BEGIN

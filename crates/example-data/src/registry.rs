//! Seed registry loading and validation.
//!
//! The registry is a versioned JSON document. A copy ships inside the crate
//! (see [`SeedRegistry::bundled`]) and deployments may point at their own
//! file instead.

use std::collections::HashSet;
use std::fs;
use std::path::Path;

use serde::Deserialize;

use crate::error::RegistryError;
use crate::seed::{AccountSeed, PetSeed, SpeciesSeed};

/// Current supported registry version.
const SUPPORTED_VERSION: u32 = 1;

const BUNDLED_REGISTRY: &str = include_str!("../data/registry.json");

/// Validated seed registry.
///
/// # Example
///
/// ```
/// use example_data::{SeedRegistry, SpeciesSeed};
///
/// let json = r#"{
///     "version": 1,
///     "breeds": {"DOG": ["Beagle"], "CAT": ["Persa"]},
///     "account": {"name": "Ada", "email": "ada@example.com", "password": "secret1"},
///     "pets": []
/// }"#;
///
/// let registry = SeedRegistry::from_json(json).expect("valid registry");
/// assert_eq!(registry.breeds(SpeciesSeed::Cat), ["Persa".to_owned()]);
/// ```
#[derive(Debug, Clone, PartialEq, Eq)]
pub struct SeedRegistry {
    version: u32,
    dog_breeds: Vec<String>,
    cat_breeds: Vec<String>,
    account: AccountSeed,
    pets: Vec<PetSeed>,
}

impl SeedRegistry {
    /// Loads the registry compiled into this crate.
    ///
    /// # Errors
    ///
    /// Returns [`RegistryError`] if the bundled document fails validation.
    pub fn bundled() -> Result<Self, RegistryError> {
        Self::from_json(BUNDLED_REGISTRY)
    }

    /// Parses a seed registry from a JSON string.
    ///
    /// # Errors
    ///
    /// Returns [`RegistryError`] if:
    /// - The JSON is malformed
    /// - Required fields are missing
    /// - The version is unsupported
    /// - A breed is blank or repeated within its species
    /// - The account or a sample pet has a blank field
    pub fn from_json(json: &str) -> Result<Self, RegistryError> {
        let raw: RawSeedRegistry =
            serde_json::from_str(json).map_err(|e| RegistryError::ParseError {
                message: e.to_string(),
            })?;

        Self::from_raw(raw)
    }

    /// Loads a seed registry from a JSON file.
    ///
    /// # Errors
    ///
    /// Returns [`RegistryError`] if the file cannot be read or parsed.
    pub fn from_file(path: &Path) -> Result<Self, RegistryError> {
        let contents = fs::read_to_string(path).map_err(|e| RegistryError::IoError {
            path: path.to_path_buf(),
            message: e.to_string(),
        })?;

        Self::from_json(&contents)
    }

    fn from_raw(raw: RawSeedRegistry) -> Result<Self, RegistryError> {
        if raw.version != SUPPORTED_VERSION {
            return Err(RegistryError::UnsupportedVersion {
                expected: SUPPORTED_VERSION,
                actual: raw.version,
            });
        }

        let dog_breeds = validate_breeds(SpeciesSeed::Dog, raw.breeds.dog)?;
        let cat_breeds = validate_breeds(SpeciesSeed::Cat, raw.breeds.cat)?;
        validate_account(&raw.account)?;
        for (index, pet) in raw.pets.iter().enumerate() {
            validate_pet(index, pet)?;
        }

        Ok(Self {
            version: raw.version,
            dog_breeds,
            cat_breeds,
            account: raw.account,
            pets: raw.pets,
        })
    }

    /// Returns the registry version.
    #[must_use]
    pub const fn version(&self) -> u32 {
        self.version
    }

    /// Returns the breed catalogue for one species, in file order.
    #[must_use]
    pub fn breeds(&self, species: SpeciesSeed) -> &[String] {
        match species {
            SpeciesSeed::Dog => &self.dog_breeds,
            SpeciesSeed::Cat => &self.cat_breeds,
        }
    }

    /// Returns the default account.
    #[must_use]
    pub const fn account(&self) -> &AccountSeed {
        &self.account
    }

    /// Returns the sample pets owned by the default account.
    #[must_use]
    pub fn pets(&self) -> &[PetSeed] {
        &self.pets
    }
}

fn validate_breeds(species: SpeciesSeed, names: Vec<String>) -> Result<Vec<String>, RegistryError> {
    let mut seen = HashSet::new();
    let mut breeds = Vec::with_capacity(names.len());
    for (index, name) in names.into_iter().enumerate() {
        let trimmed = name.trim();
        if trimmed.is_empty() {
            return Err(RegistryError::BlankBreed {
                species: species.label().to_owned(),
                index,
            });
        }
        if !seen.insert(trimmed.to_owned()) {
            return Err(RegistryError::DuplicateBreed {
                species: species.label().to_owned(),
                name: trimmed.to_owned(),
            });
        }
        breeds.push(trimmed.to_owned());
    }
    Ok(breeds)
}

fn validate_account(account: &AccountSeed) -> Result<(), RegistryError> {
    let fields = [
        ("name", account.name.as_str()),
        ("email", account.email.as_str()),
        ("password", account.password.as_str()),
    ];
    match fields.iter().find(|(_, value)| value.trim().is_empty()) {
        Some((field, _)) => Err(RegistryError::IncompleteAccount { field: *field }),
        None => Ok(()),
    }
}

fn validate_pet(index: usize, pet: &PetSeed) -> Result<(), RegistryError> {
    let fields = [
        ("name", pet.name.as_str()),
        ("breed", pet.breed.as_str()),
        ("ownerName", pet.owner_name.as_str()),
        ("ownerContact", pet.owner_contact.as_str()),
    ];
    match fields.iter().find(|(_, value)| value.trim().is_empty()) {
        Some((field, _)) => Err(RegistryError::IncompletePet {
            index,
            field: *field,
        }),
        None => Ok(()),
    }
}

/// Raw JSON representation for deserialization.
#[derive(Debug, Deserialize)]
#[serde(rename_all = "camelCase")]
struct RawSeedRegistry {
    version: u32,
    breeds: RawBreeds,
    account: AccountSeed,
    #[serde(default)]
    pets: Vec<PetSeed>,
}

#[derive(Debug, Deserialize)]
struct RawBreeds {
    #[serde(rename = "DOG", default)]
    dog: Vec<String>,
    #[serde(rename = "CAT", default)]
    cat: Vec<String>,
}

#[cfg(test)]
mod tests {
    use rstest::rstest;

    use super::*;

    #[test]
    fn bundled_registry_is_valid() {
        let registry = SeedRegistry::bundled().expect("bundled registry");

        assert_eq!(registry.version(), 1);
        assert_eq!(registry.breeds(SpeciesSeed::Dog).len(), 13);
        assert_eq!(registry.breeds(SpeciesSeed::Cat).len(), 8);
        assert_eq!(registry.pets().len(), 6);
        assert_eq!(registry.account().name, "Vitor Admin");
    }

    #[test]
    fn breeds_are_trimmed() {
        let json = r#"{
            "version": 1,
            "breeds": {"DOG": ["  Pug "]},
            "account": {"name": "Ada", "email": "ada@example.com", "password": "secret1"}
        }"#;
        let registry = SeedRegistry::from_json(json).expect("valid registry");
        assert_eq!(registry.breeds(SpeciesSeed::Dog), ["Pug".to_owned()]);
        assert!(registry.breeds(SpeciesSeed::Cat).is_empty());
    }

    #[rstest]
    #[case::unsupported_version(
        r#"{"version": 7, "breeds": {}, "account": {"name": "a", "email": "a@b.c", "password": "x"}}"#,
        RegistryError::UnsupportedVersion { expected: 1, actual: 7 }
    )]
    #[case::blank_breed(
        r#"{"version": 1, "breeds": {"CAT": ["Persa", " "]}, "account": {"name": "a", "email": "a@b.c", "password": "x"}}"#,
        RegistryError::BlankBreed { species: "CAT".to_owned(), index: 1 }
    )]
    #[case::duplicate_breed(
        r#"{"version": 1, "breeds": {"DOG": ["Pug", "Pug"]}, "account": {"name": "a", "email": "a@b.c", "password": "x"}}"#,
        RegistryError::DuplicateBreed { species: "DOG".to_owned(), name: "Pug".to_owned() }
    )]
    #[case::blank_account_email(
        r#"{"version": 1, "breeds": {}, "account": {"name": "a", "email": "", "password": "x"}}"#,
        RegistryError::IncompleteAccount { field: "email" }
    )]
    #[case::blank_pet_owner(
        r#"{"version": 1, "breeds": {}, "account": {"name": "a", "email": "a@b.c", "password": "x"},
            "pets": [{"name": "Rex", "age": 1, "species": "DOG", "breed": "Pug", "ownerName": " ", "ownerContact": "1"}]}"#,
        RegistryError::IncompletePet { index: 0, field: "ownerName" }
    )]
    fn rejects_invalid_registry(#[case] json: &str, #[case] expected: RegistryError) {
        assert_eq!(SeedRegistry::from_json(json), Err(expected));
    }

    #[rstest]
    #[case::malformed_json("not valid json")]
    #[case::missing_account(r#"{"version": 1, "breeds": {}}"#)]
    #[case::unknown_species(
        r#"{"version": 1, "breeds": {}, "account": {"name": "a", "email": "a@b.c", "password": "x"},
            "pets": [{"name": "Rex", "age": 1, "species": "BIRD", "breed": "x", "ownerName": "y", "ownerContact": "1"}]}"#
    )]
    fn rejects_json_with_parse_error(#[case] json: &str) {
        let result = SeedRegistry::from_json(json);
        assert!(matches!(result, Err(RegistryError::ParseError { .. })));
    }
}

END

Exercise directions: Copy out each line of the records above that includes "names".

Task answer:
fn validate_breeds(species: SpeciesSeed, names: Vec<String>) -> Result<Vec<String>, RegistryError> {
    let mut breeds = Vec::with_capacity(names.len());
    for (index, name) in names.into_iter().enumerate() {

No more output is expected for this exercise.